Jovanka Broz (; ; 7 December 1924 –  20 October 2013) was the First Lady of Yugoslavia as the wife of Yugoslav president Josip Broz Tito. She was a lieutenant colonel in the Yugoslav People's Army.

She was married to Tito from 1952 until his death in 1980. Following her husband's death, all of her property was seized and she moved to a state-owned villa, where she reportedly lived under virtual house arrest.

Early life
Jovanka Budisavljević was born on 7 December 1924, to an ethnic Croatian Serb family of Milica () and Milan "Mićo" Budisavljević in Pećane near Udbina, in the historical Krbava and Lika regions of Croatia, at the time part of the Kingdom of Serbs, Croats and Slovenes.

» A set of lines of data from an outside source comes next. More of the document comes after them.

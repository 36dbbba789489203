//! Player node - streams a scheduled source into the graph.

use offgraph_core::{AudioFormat, Frames};
use offgraph_node::{Node, NodeError, NodeInfo, ProcessBuffers, RenderStatus};

use crate::io::AudioSource;

/// Where the player is in its schedule
#[derive(Debug, Clone, Copy, PartialEq, Eq)]
pub enum PlaybackState {
    /// Nothing scheduled; renders silence
    Idle,
    /// A source is scheduled but its start time has not been reached
    Scheduled,
    /// Streaming source frames
    Playing,
    /// Source exhausted; renders silence and reports `Drained`
    Finished,
}

/// Source node playing one scheduled [`AudioSource`].
///
/// The source is read sequentially; the player never seeks. Frames before the
/// scheduled start time and after the end of the source are silence.
pub struct PlayerNode {
    source: Option<Box<dyn AudioSource>>,
    state: PlaybackState,
    /// Engine sample time at which the first source frame plays
    start_time: u64,
    /// Source frames delivered so far
    position: u64,
    info: NodeInfo,
}

impl Default for PlayerNode {
    fn default() -> Self {
        Self::new()
    }
}

impl PlayerNode {
    pub fn new() -> Self {
        Self {
            source: None,
            state: PlaybackState::Idle,
            start_time: 0,
            position: 0,
            info: NodeInfo::new("Player", "offgraph.builtin.player"),
        }
    }

    /// Schedule `source` to start at engine sample time `at` (0 when `None`).
    ///
    /// Replaces anything previously scheduled.
    pub fn schedule_file(&mut self, source: impl AudioSource + 'static, at: Option<u64>) {
        self.schedule(Box::new(source), at);
    }

    /// Schedule an already boxed source
    pub fn schedule(&mut self, source: Box<dyn AudioSource>, at: Option<u64>) {
        tracing::debug!(
            "Player scheduled {:?} frames at sample time {}",
            source.length(),
            at.unwrap_or(0)
        );
        self.source = Some(source);
        self.start_time = at.unwrap_or(0);
        self.position = 0;
        self.state = PlaybackState::Scheduled;
    }

    /// Drop the scheduled source and return to `Idle`
    pub fn stop(&mut self) {
        self.source = None;
        self.position = 0;
        self.state = PlaybackState::Idle;
    }

    pub fn state(&self) -> PlaybackState {
        self.state
    }

    /// Length of the scheduled source in frames
    pub fn length(&self) -> Option<u64> {
        self.source.as_ref().and_then(|source| source.length())
    }

    /// Engine sample time just past the last source frame
    pub fn end_time(&self) -> Option<u64> {
        self.length().map(|length| self.start_time + length)
    }
}

impl Node for PlayerNode {
    fn info(&self) -> &NodeInfo {
        &self.info
    }

    fn input_slots(&self) -> usize {
        0
    }

    fn output_format(&self) -> Option<AudioFormat> {
        self.source.as_ref().map(|source| source.format())
    }

    fn initialize(&mut self, format: AudioFormat, _max_frames: Frames) -> Result<(), NodeError> {
        match self.output_format() {
            Some(source_format) if source_format != format => Err(NodeError::UnsupportedFormat(
                format!("player source is {source_format}, graph runs at {format}"),
            )),
            _ => Ok(()),
        }
    }

    fn process(&mut self, buffers: &mut ProcessBuffers<'_>) -> RenderStatus {
        let frames = buffers.frames;
        if let Err(e) = buffers.prepare_output() {
            return e.into();
        }
        let output = &mut *buffers.output;

        if self.state == PlaybackState::Finished {
            output.silence(0..frames);
            return RenderStatus::Drained;
        }
        let Some(source) = self.source.as_mut() else {
            output.silence(0..frames);
            return RenderStatus::Success;
        };

        let lead = self
            .start_time
            .saturating_sub(buffers.sample_time)
            .min(frames as u64) as Frames;
        output.silence(0..lead);
        if lead == frames {
            return RenderStatus::Success;
        }

        self.state = PlaybackState::Playing;
        let wanted = frames - lead;
        let read = match source.read_into(output, lead, wanted) {
            Ok(read) => read,
            Err(e) => return NodeError::ProcessingFailed(e.to_string()).into(),
        };
        output.silence(lead + read..frames);
        self.position += read as u64;

        let exhausted =
            read < wanted || source.length().is_some_and(|length| self.position >= length);
        if exhausted {
            tracing::debug!("Player finished after {} frames", self.position);
            self.state = PlaybackState::Finished;
            RenderStatus::Drained
        } else {
            RenderStatus::Success
        }
    }

    fn reset(&mut self) {
        self.stop();
    }
}

#[cfg(test)]
mod tests {
    use super::*;
    use crate::io::MemorySource;
    use offgraph_core::SampleBuffer;

    fn mono() -> AudioFormat {
        AudioFormat::new(48000, 1).unwrap()
    }

    fn ramp(frames: usize) -> MemorySource {
        MemorySource::new(mono(), (1..=frames).map(|i| i as f32).collect())
    }

    fn pull(
        player: &mut PlayerNode,
        output: &mut SampleBuffer,
        frames: Frames,
        sample_time: u64,
    ) -> RenderStatus {
        output.clear();
        player.process(&mut ProcessBuffers {
            inputs: &[],
            output,
            frames,
            sample_time,
            inputs_drained: true,
        })
    }

    #[test]
    fn test_idle_player_renders_silence() {
        let mut player = PlayerNode::new();
        let mut output = SampleBuffer::new(mono(), 8);
        output.write_interleaved(&[1.0; 8], 0).unwrap();

        assert!(matches!(pull(&mut player, &mut output, 8, 0), RenderStatus::Success));
        assert_eq!(output.frame_length(), 8);
        assert_eq!(output.peak(), 0.0);
        assert_eq!(player.state(), PlaybackState::Idle);
    }

    #[test]
    fn test_player_pads_final_pull_and_drains() {
        let mut player = PlayerNode::new();
        player.schedule_file(ramp(10), None);
        assert_eq!(player.end_time(), Some(10));

        let mut output = SampleBuffer::new(mono(), 4);
        assert!(matches!(pull(&mut player, &mut output, 4, 0), RenderStatus::Success));
        assert_eq!(output.get(0, 0), 1.0);
        assert!(matches!(pull(&mut player, &mut output, 4, 4), RenderStatus::Success));

        assert!(matches!(pull(&mut player, &mut output, 4, 8), RenderStatus::Drained));
        assert_eq!(output.frame_length(), 4);
        assert_eq!(output.get(1, 0), 10.0);
        assert_eq!(output.get(2, 0), 0.0);
        assert_eq!(output.get(3, 0), 0.0);

        assert!(matches!(pull(&mut player, &mut output, 4, 12), RenderStatus::Drained));
        assert_eq!(output.peak(), 0.0);
    }

    #[test]
    fn test_player_drains_on_exact_boundary() {
        let mut player = PlayerNode::new();
        player.schedule_file(ramp(8), None);

        let mut output = SampleBuffer::new(mono(), 4);
        assert!(matches!(pull(&mut player, &mut output, 4, 0), RenderStatus::Success));
        assert!(matches!(pull(&mut player, &mut output, 4, 4), RenderStatus::Drained));
        assert_eq!(output.get(3, 0), 8.0);
    }

    #[test]
    fn test_player_start_offset() {
        let mut player = PlayerNode::new();
        player.schedule_file(ramp(4), Some(6));
        assert_eq!(player.end_time(), Some(10));

        let mut output = SampleBuffer::new(mono(), 4);
        assert!(matches!(pull(&mut player, &mut output, 4, 0), RenderStatus::Success));
        assert_eq!(output.peak(), 0.0);
        assert_eq!(player.state(), PlaybackState::Scheduled);

        assert!(matches!(pull(&mut player, &mut output, 4, 4), RenderStatus::Success));
        assert_eq!(output.get(1, 0), 0.0);
        assert_eq!(output.get(2, 0), 1.0);
        assert_eq!(output.get(3, 0), 2.0);
        assert_eq!(player.state(), PlaybackState::Playing);

        assert!(matches!(pull(&mut player, &mut output, 4, 8), RenderStatus::Drained));
        assert_eq!(output.get(1, 0), 4.0);
    }

    #[test]
    fn test_empty_source_drains_immediately() {
        let mut player = PlayerNode::new();
        player.schedule_file(ramp(0), None);

        let mut output = SampleBuffer::new(mono(), 4);
        assert!(matches!(pull(&mut player, &mut output, 4, 0), RenderStatus::Drained));
        assert_eq!(output.frame_length(), 4);
    }

    #[test]
    fn test_initialize_rejects_other_format() {
        let mut player = PlayerNode::new();
        player.schedule_file(ramp(4), None);

        assert!(player.initialize(mono(), 512).is_ok());
        assert!(matches!(
            player.initialize(AudioFormat::default(), 512),
            Err(NodeError::UnsupportedFormat(_))
        ));
    }

    #[test]
    fn test_reset_returns_to_idle() {
        let mut player = PlayerNode::new();
        player.schedule_file(ramp(4), None);
        player.reset();

        assert_eq!(player.state(), PlaybackState::Idle);
        assert_eq!(player.output_format(), None);
        assert_eq!(player.end_time(), None);
    }
}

In April 1941, when World War II started in Yugoslavia, the Budisavljević family was forced to flee the violently anti-Serb Ustasha regime of the Independent State of Croatia, which targeted one third of the prečani Serbs for forced conversion to Catholicism, another third for expulsion and the final third for extermination. The family's house was eventually burned down by the Ustasha troops. She joined the Yugoslav Partisans shortly thereafter, at the age of 17.

Life with and around Tito

Former JNA General Marjan Kranjc says Jovanka was assigned to the Marshal as early as 1945 as part of the personnel that checked his food and overall cleanliness for the purpose of preventing disease. After the death of Tito's great love , whose grave is in the Royal Compound in Dedinje, in 1946, Jovanka became his personal secretary according to Kranjc. "In this way she became a part of the inner most security ring around Tito and had to sign a secret cooperation agreement with the State Security Service (SDB), which was the law" - says Kranjc.

Initial relationship
Milovan Đilas, one of the communist revolutionary movement's leading members and ideologues, and a subsequent dissident, provides more details about Jovanka during this period in Druženje s Titom (Friendship with Tito). According to him, the relationship with Tito was extremely difficult for her:
She never appeared outside of Tito's company. We'd see her many times as she was keeping a vigil for hours in a hallway [while we're holding a late-night meeting inside], to make sure she is available if Tito needs anything as he's going to sleep. Because of that, the wrath and the lack of trust she was receiving from other servants was almost inevitable. [According to what was on offer] the motives for her closeness to Tito could've been explained in endless ways, none of which would show her character in a good light: career climbing, cajolery, malicious female extravagance, exploitation of Tito's lonesomeness...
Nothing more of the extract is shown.